Через три часа мы свалились от изнурения в чаще леса. Лесные ягоды позволили
ослабить голод и утолить жажду. Ночью мы вышли на дорогу, уходившую на восток к
Ле-Ману. Несколько часов тащились по шоссе, прыгая в кювет всякий раз, когда
проезжали легковые машины или грузовики, и затем снова пускались в утомительный
путь. Наши чулки совершенно стёрлись, пятки покрыли волдыри. Мы блуждали три
ночи, обходя французские блокпосты и фермеров, направлявшихся в город. Нас
постоянно преследовал страх. Брели, объятые тревогой и беспокойством, но с
непоколебимым желанием вырваться на свободу, поддерживая себя пищей, которую
добывали в фермерских садах или в отбросах. Днём спали, прижавшись друг к другу,
в лесу или в водосточных трубах. Когда наконец к завершению третьей ночи
пришли в Ле-Ман, то привели в порядок одежду, побрились в парке и, голодные,
направились в центр города. Найдя вокзал, мы выяснили, что поезд на Париж
придёт не раньше полуночи. Пришлось покинуть город и скрываться весь день в
поле, заросшем резедой. По окончании сумерек мы пробрались на вокзал через
сортировочную станцию поближе к пассажирской платформе.
В 01.07 прибыл поезд. Фред и я поспешили на платформу, чтобы затеряться в
потоке пассажиров, садившихся в переполненный вагон. Когда поезд покинул Ле-Ман,
мы присоединились к пассажирам, растянувшимся на полу и притворившимся спящими
в надежде, что кондуктор не потребует у них билетов. Однако во время появления
кондуктора, выкрикивавшего: «Ваши билеты, мадам и месье», Фред вскочил на ноги
и побежал в конец поезда. Между тем кондуктор не побеспокоил меня и остальных.
Я долго ждал возвращения Фреда, но так и не дождался.
Поезд прибыл на вокзал Монпарнас в Париже чудесным утром 1 сентября 1945 года.
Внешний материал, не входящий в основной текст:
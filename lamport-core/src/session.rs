//! Verifier session state machine.
//!
//! One `VerifierSession` exists per admitted connection. It wraps the
//! acceptance state from `lamport-auth` with a lifecycle:
//!
//! ```text
//! AwaitingConnection → AwaitingCommitment → Idle ⇄ Challenging → Complete
//!                                    (any non-terminal) → Terminated
//! ```
//!
//! The session decides; the caller performs IO. `tick` says whether a
//! challenge should be written, `receive_response` says whether the
//! connection must be closed.

use std::fmt;

use lamport_auth::{ChainHash, VerifierState};
use serde::{Deserialize, Serialize};

use crate::event::SessionId;

// ============================================================================
// Phases
// ============================================================================

/// Why a session ended without completing.
#[derive(Debug, Clone, Copy, PartialEq, Eq, Hash, Serialize, Deserialize)]
#[serde(rename_all = "snake_case")]
pub enum TerminationReason {
    /// A response did not hash to the last accepted value.
    VerificationFailed,
    /// A response arrived with no challenge outstanding.
    UnsolicitedResponse,
    /// The peer or an operator closed the connection.
    Disconnected,
    /// The verifier is shutting down.
    Shutdown,
}

impl fmt::Display for TerminationReason {
    fn fmt(&self, f: &mut fmt::Formatter<'_>) -> fmt::Result {
        let text = match self {
            Self::VerificationFailed => "verification failed",
            Self::UnsolicitedResponse => "unsolicited response",
            Self::Disconnected => "disconnected",
            Self::Shutdown => "shutdown",
        };
        f.write_str(text)
    }
}

/// Lifecycle phase of a verifier session.
#[derive(Debug, Clone, Copy, PartialEq, Eq, Hash)]
pub enum VerifierPhase {
    AwaitingConnection,
    /// Connected; the first hash frame will be the commitment.
    AwaitingCommitment,
    /// Commitment stored, challenges paused or not yet started.
    Idle,
    /// Challenges are being issued.
    Challenging,
    /// Every challenge `1..n` was answered.
    Complete,
    Terminated(TerminationReason),
}

impl VerifierPhase {
    /// Returns true if the session has ended.
    pub fn is_terminal(&self) -> bool {
        matches!(self, Self::Complete | Self::Terminated(_))
    }
}

// ============================================================================
// Outcomes
// ============================================================================

/// What a scheduler fire resolved to.
#[derive(Debug, Clone, Copy, PartialEq, Eq)]
pub enum TickOutcome {
    /// Not challenging; nothing to do.
    Idle,
    /// A challenge is still outstanding; the barrier holds.
    AwaitingResponse,
    /// Write this challenge to the prover.
    Emit(u32),
    /// The chain is exhausted; the session is now `Complete`.
    Complete,
}

/// Result of feeding a response into the session.
#[derive(Debug, Clone, Copy, PartialEq, Eq)]
pub enum ResponseOutcome {
    /// The response verified. `complete` is set when it was the last one.
    Accepted { challenge: u32, complete: bool },
    /// The response failed verification; the session is terminated.
    Rejected { challenge: u32 },
    /// No challenge was outstanding; the session is terminated.
    Unsolicited,
}

// ============================================================================
// Transition Errors
// ============================================================================

/// Error when a state transition is invalid.
///
/// Generic over the phase type so the prover machine can share it.
#[derive(Debug, Clone, PartialEq, Eq)]
pub struct InvalidTransition<P = VerifierPhase> {
    pub from: P,
    pub event: &'static str,
    pub reason: String,
}

impl<P: fmt::Debug> fmt::Display for InvalidTransition<P> {
    fn fmt(&self, f: &mut fmt::Formatter<'_>) -> fmt::Result {
        write!(
            f,
            "invalid transition: cannot apply '{}' to session in state '{:?}': {}",
            self.event, self.from, self.reason
        )
    }
}

impl<P: fmt::Debug> std::error::Error for InvalidTransition<P> {}

// ============================================================================
// Session
// ============================================================================

/// Verifier-side session for one prover connection.
#[derive(Debug, Clone)]
pub struct VerifierSession {
    id: SessionId,
    phase: VerifierPhase,
    state: VerifierState,
    /// Configured chain length `n`. Challenges run `1..n`.
    chain_len: u32,
}

impl VerifierSession {
    /// Create a session expecting a chain of `chain_len` links.
    pub fn new(chain_len: u32) -> Self {
        Self::with_id(SessionId::new(), chain_len)
    }

    pub fn with_id(id: SessionId, chain_len: u32) -> Self {
        Self {
            id,
            phase: VerifierPhase::AwaitingConnection,
            state: VerifierState::new(),
            chain_len,
        }
    }

    #[must_use]
    pub fn id(&self) -> SessionId {
        self.id
    }

    #[must_use]
    pub fn phase(&self) -> VerifierPhase {
        self.phase
    }

    #[must_use]
    pub fn chain_len(&self) -> u32 {
        self.chain_len
    }

    #[must_use]
    pub fn next_challenge(&self) -> u32 {
        self.state.next_challenge()
    }

    #[must_use]
    pub fn challenge_in_flight(&self) -> Option<u32> {
        self.state.challenge_in_flight()
    }

    #[must_use]
    pub fn last_accepted(&self) -> Option<&ChainHash> {
        self.state.last_accepted()
    }

    #[must_use]
    pub fn is_terminal(&self) -> bool {
        self.phase.is_terminal()
    }

    /// True when a scheduler fire would do something: challenging with no
    /// response outstanding.
    #[must_use]
    pub fn wants_tick(&self) -> bool {
        self.phase == VerifierPhase::Challenging && self.state.challenge_in_flight().is_none()
    }

    fn invalid(&self, event: &'static str, reason: &str) -> InvalidTransition {
        InvalidTransition {
            from: self.phase,
            event,
            reason: reason.into(),
        }
    }

    // ── Lifecycle ─────────────────────────────────────────────────────────

    /// A prover connected. Transition: AwaitingConnection → AwaitingCommitment
    pub fn connect(&mut self) -> Result<(), InvalidTransition> {
        if self.phase != VerifierPhase::AwaitingConnection {
            return Err(self.invalid("Connect", "session already has a connection"));
        }
        self.phase = VerifierPhase::AwaitingCommitment;
        Ok(())
    }

    /// Store the prover's commitment `hn`.
    /// Transition: AwaitingCommitment → Idle
    ///
    /// A commitment is accepted exactly once per session; it is never
    /// silently overwritten.
    pub fn receive_commitment(&mut self, commitment: ChainHash) -> Result<(), InvalidTransition> {
        if self.phase != VerifierPhase::AwaitingCommitment {
            return Err(self.invalid(
                "ReceiveCommitment",
                "commitment is only accepted right after connecting",
            ));
        }
        self.state.accept_commitment(commitment);
        self.phase = VerifierPhase::Idle;
        Ok(())
    }

    /// Begin or resume issuing challenges. Transition: Idle → Challenging
    ///
    /// Resuming continues at the current cursor; already revealed indices
    /// are never requested again.
    pub fn start(&mut self) -> Result<(), InvalidTransition> {
        if self.phase != VerifierPhase::Idle {
            return Err(self.invalid("Start", "session must be Idle to start"));
        }
        self.phase = VerifierPhase::Challenging;
        Ok(())
    }

    /// Pause challenges. Transition: Challenging → Idle
    ///
    /// Returns true if the session was challenging. Any other phase is left
    /// untouched. A challenge already in flight stays outstanding and its
    /// response is still verified.
    pub fn stop(&mut self) -> bool {
        if self.phase != VerifierPhase::Challenging {
            return false;
        }
        self.phase = VerifierPhase::Idle;
        true
    }

    /// Handle a scheduler fire.
    pub fn tick(&mut self) -> TickOutcome {
        if self.phase != VerifierPhase::Challenging {
            return TickOutcome::Idle;
        }
        if self.state.challenge_in_flight().is_some() {
            return TickOutcome::AwaitingResponse;
        }
        if self.state.next_challenge() < self.chain_len {
            return TickOutcome::Emit(self.state.issue_challenge());
        }
        self.phase = VerifierPhase::Complete;
        TickOutcome::Complete
    }

    /// Verify a response to the outstanding challenge.
    ///
    /// # Errors
    ///
    /// Returns `InvalidTransition` if the session has already ended or has
    /// no commitment yet. Every other case resolves to a [`ResponseOutcome`];
    /// `Rejected` and `Unsolicited` leave the session `Terminated`.
    pub fn receive_response(
        &mut self,
        response: &ChainHash,
    ) -> Result<ResponseOutcome, InvalidTransition> {
        match self.phase {
            VerifierPhase::Idle | VerifierPhase::Challenging => {}
            VerifierPhase::AwaitingConnection | VerifierPhase::AwaitingCommitment => {
                return Err(self.invalid("ReceiveResponse", "no commitment accepted yet"));
            }
            VerifierPhase::Complete | VerifierPhase::Terminated(_) => {
                return Err(self.invalid("ReceiveResponse", "session has ended"));
            }
        }

        let Some(challenge) = self.state.challenge_in_flight() else {
            self.phase = VerifierPhase::Terminated(TerminationReason::UnsolicitedResponse);
            return Ok(ResponseOutcome::Unsolicited);
        };

        if !self.state.verify(response) {
            self.phase = VerifierPhase::Terminated(TerminationReason::VerificationFailed);
            return Ok(ResponseOutcome::Rejected { challenge });
        }

        let complete = self.state.next_challenge() >= self.chain_len;
        if complete {
            self.phase = VerifierPhase::Complete;
        }
        Ok(ResponseOutcome::Accepted { challenge, complete })
    }

    /// End the session. Transition: any non-terminal → Terminated(reason)
    pub fn terminate(&mut self, reason: TerminationReason) -> Result<(), InvalidTransition> {
        if self.phase.is_terminal() {
            return Err(self.invalid("Terminate", "session has already ended"));
        }
        self.phase = VerifierPhase::Terminated(reason);
        Ok(())
    }

    /// Shorthand for `terminate(TerminationReason::Disconnected)`.
    pub fn disconnect(&mut self) -> Result<(), InvalidTransition> {
        self.terminate(TerminationReason::Disconnected)
    }
}

// ============================================================================
// Tests
// ============================================================================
Я одиноко стоял среди обтекающей меня толпы пассажиров, высматривая Фреда. Его
не было, а бесполезное ожидание стоило мне свободы. Дежурный по вокзалу
попросил меня показать свой билет. Пока я сочинял историю с похищенным багажом,
появились два жандарма, бросавшие на меня подозрительные взгляды. Я бросился
бежать по улицам Парижа. Но мои натёртые после побега из лагеря ноги подвели.
После непродолжительного преследования я был схвачен полицейскими и прохожими.
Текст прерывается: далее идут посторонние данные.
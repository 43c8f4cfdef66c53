//! Wire protocol for Lamport OTP sessions.
//!
//! Three messages cross the connection, each in its own length-delimited
//! frame: the prover's commitment, the verifier's challenge indices, and the
//! prover's OTP responses. Commitments and responses share one encoding, so
//! the receiver tells them apart by session phase.

pub mod framing;
pub mod message;

pub use framing::{read_frame, write_frame, MAX_FRAME_SIZE};
pub use message::{
    decode_challenge, decode_hash, encode_challenge, encode_hash, write_challenge, write_hash,
    WireError,
};
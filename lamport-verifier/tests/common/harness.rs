//! Test harnesses for verifier E2E tests.
//!
//! Everything runs over loopback TCP on an ephemeral port with real time;
//! intervals are short so full sessions finish in well under a second.

use std::io;
use std::net::SocketAddr;
use std::time::Duration;

use lamport_auth::{ChainHash, HashChain, Seed};
use lamport_core::{SessionEvent, SessionEventKind};
use lamport_proto::{decode_challenge, read_frame, write_frame, write_hash};
use lamport_verifier::{ServerOptions, VerifierHandle, VerifierServer};
use tokio::net::TcpStream;
use tokio::sync::broadcast;
use tokio::task::JoinHandle;

/// Upper bound for any single wait in a test.
pub const WAIT: Duration = Duration::from_secs(5);

/// A verifier running on `127.0.0.1:<ephemeral>`.
pub struct TestVerifier {
    pub addr: SocketAddr,
    pub handle: VerifierHandle,
    events: broadcast::Receiver<SessionEvent>,
    task: JoinHandle<io::Result<()>>,
}

impl TestVerifier {
    pub async fn spawn(chain_len: u32, interval: Duration) -> Self {
        let options = ServerOptions {
            chain_len,
            interval,
        };
        let server = VerifierServer::bind("127.0.0.1:0", options)
            .await
            .expect("Failed to bind verifier");
        let addr = server.local_addr().expect("No local addr");
        let handle = server.handle();
        let events = server.subscribe();
        let task = tokio::spawn(server.run());

        Self {
            addr,
            handle,
            events,
            task,
        }
    }

    /// Next notification, failing the test after [`WAIT`].
    pub async fn next_event(&mut self) -> SessionEventKind {
        tokio::time::timeout(WAIT, self.events.recv())
            .await
            .expect("Timed out waiting for event")
            .expect("Event channel closed")
            .kind
    }

    /// Skip notifications until one matches, returning it.
    pub async fn wait_for(&mut self, matches: impl Fn(&SessionEventKind) -> bool) -> SessionEventKind {
        loop {
            let kind = self.next_event().await;
            if matches(&kind) {
                return kind;
            }
        }
    }

    /// Collect notifications up to and including the first that matches.
    pub async fn collect_until(
        &mut self,
        last: impl Fn(&SessionEventKind) -> bool,
    ) -> Vec<SessionEventKind> {
        let mut seen = Vec::new();
        loop {
            let kind = self.next_event().await;
            let done = last(&kind);
            seen.push(kind);
            if done {
                return seen;
            }
        }
    }

    /// Collect notifications up to and including `Disconnected`, which the
    /// server sends once the session's slot is free.
    pub async fn collect_until_disconnected(&mut self) -> Vec<SessionEventKind> {
        self.collect_until(|kind| *kind == SessionEventKind::Disconnected)
            .await
    }

    /// Notifications already queued, without waiting.
    pub fn drain(&mut self) -> Vec<SessionEventKind> {
        let mut seen = Vec::new();
        while let Ok(event) = self.events.try_recv() {
            seen.push(event.kind);
        }
        seen
    }

    /// Shut down and wait for the accept loop to exit.
    pub async fn shutdown(self) {
        self.handle.shutdown();
        tokio::time::timeout(WAIT, self.task)
            .await
            .expect("Verifier did not shut down")
            .expect("Verifier task panicked")
            .expect("Verifier returned an error");
    }
}

/// A hand-driven prover for misbehaving on purpose.
pub struct RawProver {
    pub stream: TcpStream,
    pub chain: HashChain,
}

impl RawProver {
    pub async fn connect(addr: SocketAddr, seed: &str, chain_len: u32) -> Self {
        let stream = TcpStream::connect(addr).await.expect("Failed to connect");
        let chain = HashChain::build(&Seed::from_text(seed), chain_len).unwrap();
        Self { stream, chain }
    }

    pub async fn commit(&mut self) {
        let commitment = *self.chain.tail();
        self.send(&commitment).await;
    }

    pub async fn send(&mut self, hash: &ChainHash) {
        write_hash(&mut self.stream, hash).await.expect("Failed to send hash");
    }

    pub async fn send_raw(&mut self, payload: &[u8]) {
        write_frame(&mut self.stream, payload).await.expect("Failed to send frame");
    }

    /// Next challenge index, or `None` once the verifier closed the stream.
    pub async fn read_challenge(&mut self) -> Option<u32> {
        let frame = tokio::time::timeout(WAIT, read_frame(&mut self.stream))
            .await
            .expect("Timed out waiting for challenge");
        frame.ok().map(|frame| decode_challenge(&frame).expect("Malformed challenge"))
    }

    /// The correct answer to `challenge`.
    pub fn otp(&self, challenge: u32) -> ChainHash {
        self.chain.links()[(self.chain.len() - challenge - 1) as usize]
    }
}

/// Indices of every `ChallengeSent` in order.
pub fn challenges_sent(events: &[SessionEventKind]) -> Vec<u32> {
    events
        .iter()
        .filter_map(|kind| match kind {
            SessionEventKind::ChallengeSent { challenge } => Some(*challenge),
            _ => None,
        })
        .collect()
}

/// Indices of every accepted `VerificationResult` in order.
pub fn challenges_accepted(events: &[SessionEventKind]) -> Vec<u32> {
    events
        .iter()
        .filter_map(|kind| match kind {
            SessionEventKind::VerificationResult {
                challenge,
                accepted: true,
            } => Some(*challenge),
            _ => None,
        })
        .collect()
}

pub fn is_commitment(kind: &SessionEventKind) -> bool {
    matches!(kind, SessionEventKind::CommitmentReceived { .. })
}
//! Lamport OTP verifier.
//!
//! Listens for a single prover, stores its commitment, and paces challenges
//! once an operator starts authentication. Each response must hash to the
//! previously accepted value; the first failure ends the session and closes
//! the connection.
//!
//! ## Modules
//!
//! - [`server`] - Accept loop, admission and the operator handle
//! - `session` - Per-connection reactor
//! - [`scheduler`] - Request/response-gated challenge timer
//! - [`shutdown`] - Shutdown trigger and signal
//! - [`console`] - Operator console commands

pub mod console;
pub mod scheduler;
pub mod server;
mod session;
pub mod shutdown;

pub use console::ConsoleCommand;
pub use scheduler::ChallengeScheduler;
pub use server::{ControlError, ServerOptions, VerifierHandle, VerifierServer};
pub use shutdown::{Shutdown, ShutdownSignal};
Не желая, чтобы меня считали вором, я признался, что бежал из лагеря
военнопленных. В результате меня раздели и посадили в глухую камеру.
Очень скоро в полицейском участке появился капрал. Он позволил мне надеть
одежду, но не туфли. Затем повёл меня в наручниках по улицам Монпарнаса,
подгоняя дулом револьвера. На метро мы добрались до Северного вокзала. Меня
повезли поездом по солнечной сельской местности до Кормей-де-Паризи и, наконец,
доставили пешком в мрачную крепость под названием форт Кормей.